All artists live with this tension when they deploy allusion: some people will get it, and some won’t. You need to balance the needs of the work with the likely scope of your audience. And, of course, for the audience, allusions are sort of terrifying. The idea that some crucial piece of meaning, some aspect or dimension of the work in which you are investing your time and energy might be lost to you, not through any fault of your own, but simply because you have not happened to encounter some other piece of culture? It doesn’t feel fair.

Which brings me to Paul Beatty. 

‘The Sellout’ is Beatty’s fourth novel, but the first that I have read. It won the Man Booker (side note: those Man Booker judges really are not fucking around). It is the story of Bonbon, a young Black man raised in Dickens California, a low-income high-crime neighborhood outside of Los Angeles. When Dickens is suddenly, inexplicably, dis-incorporated, Bonbon hatches a scheme to get his town back on the map: he will re-segregate it.

Beatty’s prose is among the most densely allusive prose I’ve ever encountered. There might be readers who are culturally informed enough to take in the full scope of the web of references that Beatty is constructing – I am not that reader. Which means that reading his work requires, on my part, a sort of surrender: the knowledge that I will not, cannot, comprehend the entirety of his project.

Paul Beatty

It’s daunting, but, in Beatty’s case, enormously worth it. Beatty’s prose is so fast, so sharp, so witty, that to grasp even a fraction is joyful. I was laughing out loud by page 13, when Bonbon describes a scheme he has to open a shop to translate personal mottos into Latin. He imagines people from Dickens coming to him for translation, so that they can get their mantras tattooed on themselves without fear:

“If it’s true that one’s body is one’s temple, I could make good money. Open up a little shop on the boulevard and have a long line of tattooed customers who’ve transformed themselves into nondenominational places of worship: ankhs, sankofas, and crucifixes fighting for abdominal space with Aztec sun gods and one-star Star of David galaxies.
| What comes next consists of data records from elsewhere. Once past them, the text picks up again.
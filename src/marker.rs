use serde::Serialize;
use std::fmt;
use std::sync::Arc;

use crate::geo::LatLng;
use crate::places::{Category, Place};

/// Callback fired when a place marker is selected.
pub type SelectHandler = Arc<dyn Fn(&Place) + Send + Sync>;

/// Popup text bound to a marker.
#[derive(Debug, Clone, PartialEq, Serialize)]
pub struct Popup {
    pub title: String,
    pub body: String,
}

/// Map marker for one place. The select slot is fixed at creation and travels
/// with every copy, so spiderfied duplicates fire the same handler.
#[derive(Clone, Serialize)]
#[serde(rename_all = "camelCase")]
pub struct Marker {
    pub place_id: String,
    pub position: LatLng,
    pub category: Category,
    pub popup: Popup,
    #[serde(skip)]
    on_select: Option<SelectHandler>,
}

impl Marker {
    pub fn new(place: &Place, on_select: Option<SelectHandler>) -> Self {
        Marker {
            place_id: place.id.clone(),
            position: place.position(),
            category: place.category,
            popup: Popup {
                title: place.name.clone(),
                body: place.short_description.clone(),
            },
            on_select,
        }
    }

    /// Same marker placed at another position.
    pub fn moved_to(&self, position: LatLng) -> Self {
        Marker {
            position,
            ..self.clone()
        }
    }

    #[cfg(test)]
    pub(crate) fn has_select_handler(&self) -> bool {
        self.on_select.is_some()
    }

    pub fn select(&self, place: &Place) {
        if let Some(handler) = &self.on_select {
            handler(place);
        }
    }

    #[cfg(test)]
    pub(crate) fn shares_handler_with(&self, other: &Marker) -> bool {
        match (&self.on_select, &other.on_select) {
            (Some(a), Some(b)) => Arc::ptr_eq(a, b),
            (None, None) => true,
            _ => false,
        }
    }
}

impl fmt::Debug for Marker {
    fn fmt(&self, f: &mut fmt::Formatter<'_>) -> fmt::Result {
        f.debug_struct("Marker")
            .field("place_id", &self.place_id)
            .field("position", &self.position)
            .field("category", &self.category)
            .field("on_select", &self.on_select.is_some())
            .finish()
    }
}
Chinese characters running down shaved calves and spinal columns. Sinological shout-outs to dead loved ones that they think means “Rest in peace, Grandma Beverly,” but in reality reads “No tickee! No Bilateral Trade Agreement!” Man, it’d be a goldmine…When business is slow, they’ll come by to show me my handiwork. The olde English lettering glistening in the streetlight, its orthodoxy parsed on their sweaty tank- and tube-topped musculatures. Money talks, bullshit walks…Pecunia sermo, somnium ambulo. Dative and accusative clauses burnished onto their jugulars, there’s something special about having the language of science and romance surf the tidal waves of a homegirl’s body fat. Strictly dickly…Austerus verpa. The shaky noun declension that would ticker-tape across their foreheads would be the closest most of them ever get to being white, to reading white. Crip up or grip up…Criptum vexo vel carpo vex. It’s nonessential essentialism.” (p.13)

Did you catch all that? No? How could you? The thing is, it’s funny anyway. The whole book is like that: funny, nimble, dense. Blink and you’ll miss something, but even if you keep your eyes peeled the whole time, you’ll still miss something because Beatty is moving too fast for you.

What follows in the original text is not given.